**REQUIRED WORK**. Pull out every line below that contains the word "AnalysisRequest".

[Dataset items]
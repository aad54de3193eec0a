use std::sync::Arc;
use anyhow::Error;

use crate::analysis::data::mock::MockMarketData;
use crate::analysis::evaluation::{EvaluationResult, Language};
use crate::analysis::llm::models::LLMModel;
use crate::analysis::news::models::NewsArticle;
use crate::analysis::utils::options::{OptionSet, DEFAULT_COMPANY, INDUSTRIES, INVESTMENT_HORIZONS, RISK_PROFILES, TIMEFRAMES};
use crate::app::services::report_service::{AnalysisRequest, ReportBundle};
use crate::app::services::service::{FinancialAnalysisServices, LanguageInfo};

/// Raw request fields as received; anything missing is filled with a default.
/// A company given as blank text stays blank and is rejected downstream.
#[derive(Debug, Clone, Default)]
pub struct AnalysisParameters {
  pub company: Option<String>,
  pub industry: Option<String>,
  pub timeframe: Option<String>,
  pub risk_profile: Option<String>,
  pub investment_horizon: Option<String>,
  pub language: Option<String>,
}

impl AnalysisParameters {
  pub fn resolve(&self) -> AnalysisRequest {
    AnalysisRequest {
      company: self.company.as_deref().map(str::trim).unwrap_or(DEFAULT_COMPANY).to_string(),
      industry: INDUSTRIES.resolve(self.industry.as_deref()),
      timeframe: TIMEFRAMES.resolve(self.timeframe.as_deref()),
      risk_profile: RISK_PROFILES.resolve(self.risk_profile.as_deref()),
      investment_horizon: INVESTMENT_HORIZONS.resolve(self.investment_horizon.as_deref()),
      language: Language::from_tag(self.language.as_deref().unwrap_or_default()),
    }
  }
}

pub struct AnalysisController {
  services : Arc<FinancialAnalysisServices>
}

impl AnalysisController {
  pub fn new(services: Arc<FinancialAnalysisServices>) -> Self {
    AnalysisController { services }
  }

  pub fn get_languages(&self) -> Vec<LanguageInfo> {
    self.services.get_languages()
  }

  pub fn get_options(&self) -> Vec<OptionSet> {
    self.services.get_options()
  }

  pub fn get_available_models(&self) -> Vec<LLMModel> {
    self.services.get_available_models()
  }

  pub fn get_mock_data(&self, company: Option<&str>) -> MockMarketData {
    self.services.get_mock_data(company)
  }

  pub fn evaluate(&self, text: &str, language: Option<&str>) -> EvaluationResult {
    self.services.evaluate(text, language)
  }

  pub async fn get_news(&self, parameters: AnalysisParameters) -> Vec<NewsArticle> {
    self.services.get_news(&parameters.resolve()).await
  }

  pub async fn generate_reports(&self, parameters: AnalysisParameters) -> Result<ReportBundle, Error> {
    let request: AnalysisRequest = parameters.resolve();

    match self.services.generate_reports(request).await {
      Ok(bundle) => {
        if !bundle.success {
          log::warn!("Analysis finished with errors: {}", bundle.error.as_deref().unwrap_or("unknown error"));
        }
        Ok(bundle)
      }
      Err(e) => {
        log::error!("Cannot generate analysis reports with error: {}", e);
        Err(e)
      }
    }
  }
}

#[cfg(test)]
mod tests {
  use super::*;

  #[test]
  fn test_parameters_resolve_defaults() {
    let request = AnalysisParameters::default().resolve();

    assert_eq!(request.company, "Apple");
    assert_eq!(request.industry, "Technology");
    assert_eq!(request.timeframe, "6 months");
    assert_eq!(request.risk_profile, "Moderate");
    assert_eq!(request.investment_horizon, "Medium-term (3-5 years)");
    assert_eq!(request.language, Language::English);
  }

  #[test]
  fn test_parameters_resolve_given_values() {
    let parameters = AnalysisParameters {
      company: Some(" Tesla ".to_string()),
      timeframe: Some("5 years".to_string()),
      language: Some("marathi".to_string()),
      ..Default::default()
    };
    let request = parameters.resolve();

    assert_eq!(request.company, "Tesla");
    assert_eq!(request.timeframe, "5 years");
    assert_eq!(request.language, Language::Marathi);
  }

  #[test]
  fn test_parameters_keep_blank_company() {
    let parameters = AnalysisParameters { company: Some("  ".to_string()), ..Default::default() };
    assert_eq!(parameters.resolve().company, "");
  }
}
//! Swap plan builder
//!
//! Fetches aggregator quotes for every screened candidate in small concurrent
//! chunks, bounds each quote with the slippage model and turns the survivors
//! into executor legs. Quote or slippage failures exclude one token only.

use alloy::primitives::Address;
use futures_util::future::join_all;
use serde::{Deserialize, Serialize};
use std::sync::Arc;
use std::time::Duration;
use tokio::time::sleep;
use tracing::{debug, info, warn};

use crate::adapters::{QuoteRequest, QuoteSource};
use crate::domain::units::apply_slippage;
use crate::domain::{
    FailedTokenRecord, FailureKind, FailureStage, LegKind, RouterCall, SwapCandidate, SwapLeg,
    SwapPlan,
};

use super::slippage::{SlippageCheck, SlippageModel};

/// Quote fan-out configuration
#[derive(Debug, Clone, Serialize, Deserialize)]
#[serde(default)]
pub struct PlannerConfig {
    /// Concurrent quote requests per chunk
    pub quote_batch_size: usize,
    /// Pause between chunks, to stay under aggregator rate limits
    pub quote_batch_delay_ms: u64,
}

impl Default for PlannerConfig {
    fn default() -> Self {
        Self {
            quote_batch_size: 5,
            quote_batch_delay_ms: 1_000,
        }
    }
}

#[derive(Debug, Clone, Default)]
pub struct PlanOutcome {
    pub plan: SwapPlan,
    pub failures: Vec<FailedTokenRecord>,
}

pub struct SwapPlanBuilder {
    quotes: Arc<dyn QuoteSource>,
    slippage: SlippageModel,
    config: PlannerConfig,
}

impl SwapPlanBuilder {
    pub fn new(quotes: Arc<dyn QuoteSource>, slippage: SlippageModel, config: PlannerConfig) -> Self {
        Self {
            quotes,
            slippage,
            config,
        }
    }

    /// Build a fresh plan selling every candidate into `target`.
    ///
    /// `taker` is the address the aggregator calldata will be executed from.
    /// Leg order follows candidate order.
    pub async fn build(
        &self,
        chain_id: u64,
        candidates: &[SwapCandidate],
        target: Address,
        taker: Address,
    ) -> PlanOutcome {
        let chunk_size = self.config.quote_batch_size.max(1);
        let delay = Duration::from_millis(self.config.quote_batch_delay_ms);
        let chunks: Vec<&[SwapCandidate]> = candidates.chunks(chunk_size).collect();
        let mut outcome = PlanOutcome::default();
        let mut legs = Vec::with_capacity(candidates.len());

        for (index, chunk) in chunks.iter().enumerate() {
            if index > 0 && !delay.is_zero() {
                sleep(delay).await;
            }
            debug!(chunk = index + 1, of = chunks.len(), size = chunk.len(), "Fetching quotes");

            let results = join_all(
                chunk
                    .iter()
                    .map(|candidate| self.plan_leg(chain_id, candidate, target, taker)),
            )
            .await;

            for result in results {
                match result {
                    Ok(leg) => legs.push(leg),
                    Err(record) => outcome.failures.push(record),
                }
            }
        }

        info!(
            legs = legs.len(),
            excluded = outcome.failures.len(),
            "Swap plan built"
        );
        outcome.plan = SwapPlan::new(legs);
        outcome
    }

    async fn plan_leg(
        &self,
        chain_id: u64,
        candidate: &SwapCandidate,
        target: Address,
        taker: Address,
    ) -> Result<SwapLeg, FailedTokenRecord> {
        let usd_value = candidate.usd_value();
        let request = QuoteRequest {
            chain_id,
            sell_token: candidate.token,
            buy_token: target,
            sell_amount: candidate.amount_in,
            taker,
            slippage: self.slippage.ceiling_for(usd_value),
        };

        let quote = self.quotes.quote(&request).await.map_err(|e| {
            warn!(token = %candidate.token, symbol = %candidate.symbol, error = %e, "Quote failed");
            FailedTokenRecord::new(
                candidate.token,
                candidate.symbol.clone(),
                FailureStage::Quote,
                FailureKind::QuoteFailure,
                e.to_string(),
            )
        })?;

        match self.slippage.evaluate(quote.price_impact, usd_value) {
            SlippageCheck::Approved { slippage, .. } => {
                let min_amount_out = apply_slippage(quote.buy_amount, slippage);
                debug!(
                    symbol = %candidate.symbol,
                    %slippage,
                    buy_amount = %quote.buy_amount,
                    %min_amount_out,
                    "Leg planned"
                );
                Ok(SwapLeg {
                    kind: LegKind::Aggregator,
                    token_in: candidate.token,
                    token_out: target,
                    amount_in: candidate.amount_in,
                    min_amount_out,
                    encoded_call: RouterCall {
                        target: quote.router_target,
                        data: quote.router_data,
                    },
                    symbol: candidate.symbol.clone(),
                })
            }
            SlippageCheck::Rejected { reason, .. } => {
                info!(symbol = %candidate.symbol, %reason, "Swap rejected by slippage model");
                Err(FailedTokenRecord::new(
                    candidate.token,
                    candidate.symbol.clone(),
                    FailureStage::Slippage,
                    FailureKind::SlippageTooHigh,
                    reason,
                ))
            }
        }
    }
}
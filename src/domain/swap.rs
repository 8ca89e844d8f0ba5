use alloy::primitives::{Address, Bytes, U256};
use rust_decimal::Decimal;
use serde::{Deserialize, Serialize};

/// Wallet balance for one reward token, independent of claim state.
#[derive(Debug, Clone, PartialEq, Serialize)]
pub struct WalletHolding {
    pub token: Address,
    pub symbol: String,
    pub decimals: u8,
    pub wallet_balance: U256,
}

/// Token that passed price screening and may be converted.
#[derive(Debug, Clone, PartialEq, Serialize)]
pub struct SwapCandidate {
    pub token: Address,
    pub decimals: u8,
    pub symbol: String,
    pub amount_in: U256,
    pub price_usd: Decimal,
}

impl SwapCandidate {
    pub fn usd_value(&self) -> Decimal {
        super::units::to_decimal_units(self.amount_in, self.decimals) * self.price_usd
    }
}

/// Aggregator quote. Only lives for one plan build.
#[derive(Debug, Clone, PartialEq)]
pub struct Quote {
    pub buy_amount: U256,
    /// Estimated price impact as a fraction (0.01 = 1%).
    pub price_impact: Decimal,
    pub router_target: Address,
    pub router_data: Bytes,
    /// Spender the aggregator expects to be approved, when it reports one.
    pub allowance_target: Option<Address>,
}

/// Opaque router call carried by a swap leg.
#[derive(Debug, Clone, PartialEq, Eq, Serialize)]
pub struct RouterCall {
    pub target: Address,
    pub data: Bytes,
}

#[derive(Debug, Clone, Copy, PartialEq, Eq, Serialize, Deserialize)]
#[serde(rename_all = "snake_case")]
#[repr(u8)]
pub enum LegKind {
    /// Executor forwards `encoded_call` to an aggregator router.
    Aggregator = 0,
}

impl LegKind {
    pub fn as_u8(&self) -> u8 {
        *self as u8
    }
}

/// Unit submitted to the on-chain swap executor.
#[derive(Debug, Clone, PartialEq, Serialize)]
pub struct SwapLeg {
    pub kind: LegKind,
    pub token_in: Address,
    pub token_out: Address,
    pub amount_in: U256,
    pub min_amount_out: U256,
    pub encoded_call: RouterCall,
    pub symbol: String,
}

/// Ordered legs submitted atomically in one executor call.
#[derive(Debug, Clone, Default, PartialEq, Serialize)]
pub struct SwapPlan {
    pub legs: Vec<SwapLeg>,
}

impl SwapPlan {
    pub fn new(legs: Vec<SwapLeg>) -> Self {
        Self { legs }
    }

    pub fn len(&self) -> usize {
        self.legs.len()
    }

    pub fn is_empty(&self) -> bool {
        self.legs.is_empty()
    }

    /// Execution batches of at most `size` legs, in plan order.
    pub fn batches(&self, size: usize) -> impl Iterator<Item = &[SwapLeg]> {
        self.legs.chunks(size.max(1))
    }
}
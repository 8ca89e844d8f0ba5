//! alloy-backed chain client.

use alloy::network::{EthereumWallet, TransactionBuilder};
use alloy::primitives::{Address, Bytes, U256};
use alloy::providers::{DynProvider, Provider, ProviderBuilder};
use alloy::rpc::types::TransactionRequest;
use alloy::signers::local::PrivateKeySigner;
use alloy::sol_types::SolCall;
use async_trait::async_trait;
use tracing::{debug, instrument, warn};

use super::contracts::{bytecode_has_selector, IRewardDistributor, Multicall3, IERC20};
use super::traits::{ChainClient, TokenInfo, TxRequest};
use crate::domain::{ClaimDescriptor, ClaimReading};
use crate::error::{Result, SweepError};

const MULTICALL_BATCH_SIZE: usize = 200;

/// Build an HTTP provider, with a wallet filler when a signer is given.
pub fn connect_provider(rpc_url: &str, signer: Option<PrivateKeySigner>) -> Result<DynProvider> {
    let url = rpc_url
        .parse()
        .map_err(|e| SweepError::InvalidConfig(format!("Invalid RPC URL: {}", e)))?;
    let provider = match signer {
        Some(signer) => ProviderBuilder::new()
            .wallet(EthereumWallet::from(signer))
            .connect_http(url)
            .erased(),
        None => ProviderBuilder::new().connect_http(url).erased(),
    };
    Ok(provider)
}

pub fn parse_signer(private_key: &str) -> Result<PrivateKeySigner> {
    private_key
        .trim()
        .parse()
        .map_err(|e| SweepError::Wallet(format!("Invalid private key: {}", e)))
}

fn rpc_err(context: &str, err: impl std::fmt::Display) -> SweepError {
    SweepError::Rpc(format!("{}: {}", context, err))
}

pub struct EvmChainClient {
    provider: DynProvider,
    chain_id: u64,
    multicall: Address,
}

impl EvmChainClient {
    /// Connect and check that the node serves the expected chain.
    pub async fn connect(
        provider: DynProvider,
        expected_chain_id: u64,
        multicall: Address,
    ) -> Result<Self> {
        let chain_id = provider
            .get_chain_id()
            .await
            .map_err(|e| rpc_err("Failed to read chain id", e))?;
        if chain_id != expected_chain_id {
            return Err(SweepError::UnsupportedNetwork(chain_id));
        }
        Ok(Self {
            provider,
            chain_id,
            multicall,
        })
    }

    pub fn provider(&self) -> &DynProvider {
        &self.provider
    }

    /// Run calls through Multicall3 in bounded chunks, returning `None` for failed calls.
    async fn aggregate(&self, calls: Vec<Multicall3::Call3>) -> Result<Vec<Option<Bytes>>> {
        if calls.is_empty() {
            return Ok(Vec::new());
        }
        let multicall = Multicall3::new(self.multicall, self.provider.clone());
        let mut out = Vec::with_capacity(calls.len());
        for chunk in calls.chunks(MULTICALL_BATCH_SIZE) {
            let results = multicall
                .aggregate3(chunk.to_vec())
                .call()
                .await
                .map_err(|e| rpc_err("Multicall failed", e))?;
            if results.len() != chunk.len() {
                return Err(SweepError::Rpc(format!(
                    "Multicall returned {} results for {} calls",
                    results.len(),
                    chunk.len()
                )));
            }
            out.extend(results.into_iter().map(|r| {
                if r.success {
                    Some(r.returnData)
                } else {
                    None
                }
            }));
        }
        Ok(out)
    }

    fn request(from: Address, tx: &TxRequest) -> TransactionRequest {
        let mut request = TransactionRequest::default()
            .with_from(from)
            .with_to(tx.to)
            .with_input(tx.data.clone());
        if let Some(gas_limit) = tx.gas_limit {
            request = request.with_gas_limit(gas_limit);
        }
        request
    }
}

fn call3(target: Address, data: Vec<u8>) -> Multicall3::Call3 {
    Multicall3::Call3 {
        target,
        allowFailure: true,
        callData: data.into(),
    }
}

#[async_trait]
impl ChainClient for EvmChainClient {
    fn chain_id(&self) -> u64 {
        self.chain_id
    }

    async fn native_balance(&self, owner: Address) -> Result<U256> {
        self.provider
            .get_balance(owner)
            .await
            .map_err(|e| rpc_err("Failed to read native balance", e))
    }

    async fn gas_price(&self) -> Result<u128> {
        self.provider
            .get_gas_price()
            .await
            .map_err(|e| rpc_err("Failed to read gas price", e))
    }

    #[instrument(skip(self, descriptors), fields(count = descriptors.len()))]
    async fn read_claim_state(
        &self,
        wallet: Address,
        distributor: Address,
        descriptors: &[ClaimDescriptor],
    ) -> Result<Vec<Option<ClaimReading>>> {
        let mut calls = Vec::with_capacity(descriptors.len() * 2);
        for d in descriptors {
            calls.push(call3(
                distributor,
                IRewardDistributor::previewClaimCall {
                    account: wallet,
                    token: d.token,
                    epoch: d.epoch.as_u256(),
                }
                .abi_encode(),
            ));
            calls.push(call3(
                d.token,
                IERC20::balanceOfCall { owner: distributor }.abi_encode(),
            ));
        }

        let raw = self.aggregate(calls).await?;
        let readings = raw
            .chunks(2)
            .zip(descriptors)
            .map(|(pair, d)| {
                let preview = pair[0]
                    .as_ref()
                    .and_then(|data| IRewardDistributor::previewClaimCall::abi_decode_returns(data).ok());
                let balance = pair[1]
                    .as_ref()
                    .and_then(|data| IERC20::balanceOfCall::abi_decode_returns(data).ok());
                match (preview, balance) {
                    (Some(preview), Some(distributor_balance)) => Some(ClaimReading {
                        preview,
                        distributor_balance,
                    }),
                    _ => {
                        warn!(token = %d.token, epoch = %d.epoch, "claim state read failed");
                        None
                    }
                }
            })
            .collect();
        Ok(readings)
    }

    async fn balances(&self, owner: Address, tokens: &[Address]) -> Result<Vec<U256>> {
        let data = IERC20::balanceOfCall { owner }.abi_encode();
        let calls = tokens.iter().map(|t| call3(*t, data.clone())).collect();
        let raw = self.aggregate(calls).await?;
        Ok(raw
            .into_iter()
            .zip(tokens)
            .map(|(r, token)| {
                r.and_then(|data| IERC20::balanceOfCall::abi_decode_returns(&data).ok())
                    .unwrap_or_else(|| {
                        debug!(%token, "balanceOf failed, treating as zero");
                        U256::ZERO
                    })
            })
            .collect())
    }

    async fn allowances(
        &self,
        owner: Address,
        spender: Address,
        tokens: &[Address],
    ) -> Result<Vec<U256>> {
        let data = IERC20::allowanceCall { owner, spender }.abi_encode();
        let calls = tokens.iter().map(|t| call3(*t, data.clone())).collect();
        let raw = self.aggregate(calls).await?;
        Ok(raw
            .into_iter()
            .map(|r| {
                r.and_then(|data| IERC20::allowanceCall::abi_decode_returns(&data).ok())
                    .unwrap_or(U256::ZERO)
            })
            .collect())
    }

    async fn token_info(&self, tokens: &[Address]) -> Result<Vec<Option<TokenInfo>>> {
        let mut calls = Vec::with_capacity(tokens.len() * 2);
        for token in tokens {
            calls.push(call3(*token, IERC20::decimalsCall {}.abi_encode()));
            calls.push(call3(*token, IERC20::symbolCall {}.abi_encode()));
        }
        let raw = self.aggregate(calls).await?;
        Ok(raw
            .chunks(2)
            .map(|pair| {
                let decimals = pair[0]
                    .as_ref()
                    .and_then(|data| IERC20::decimalsCall::abi_decode_returns(data).ok())?;
                let symbol = pair[1]
                    .as_ref()
                    .and_then(|data| IERC20::symbolCall::abi_decode_returns(data).ok())
                    .unwrap_or_default();
                Some(TokenInfo { decimals, symbol })
            })
            .collect())
    }

    async fn total_staked(&self, distributor: Address) -> Result<U256> {
        let tx = TxRequest::new(
            distributor,
            IRewardDistributor::totalStakedCall {}.abi_encode(),
            "totalStaked",
        );
        let data = self.call(Address::ZERO, &tx).await?;
        IRewardDistributor::totalStakedCall::abi_decode_returns(&data)
            .map_err(|e| rpc_err("Failed to decode totalStaked", e))
    }

    async fn has_selector(&self, contract: Address, selector: [u8; 4]) -> Result<bool> {
        let code = self
            .provider
            .get_code_at(contract)
            .await
            .map_err(|e| rpc_err("Failed to read contract code", e))?;
        Ok(bytecode_has_selector(&code, selector))
    }

    async fn estimate_gas(&self, from: Address, tx: &TxRequest) -> Result<u64> {
        self.provider
            .estimate_gas(Self::request(from, tx))
            .await
            .map_err(|e| rpc_err(&format!("Gas estimation failed for {}", tx.label), e))
    }

    async fn call(&self, from: Address, tx: &TxRequest) -> Result<Bytes> {
        self.provider
            .call(Self::request(from, tx))
            .await
            .map_err(|e| SweepError::Simulation(e.to_string()))
    }
}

**ANSWER BELOW**.
use crate::app::services::report_service::{AnalysisRequest, ReportBundle};
  pub fn resolve(&self) -> AnalysisRequest {
    AnalysisRequest {
    let request: AnalysisRequest = parameters.resolve();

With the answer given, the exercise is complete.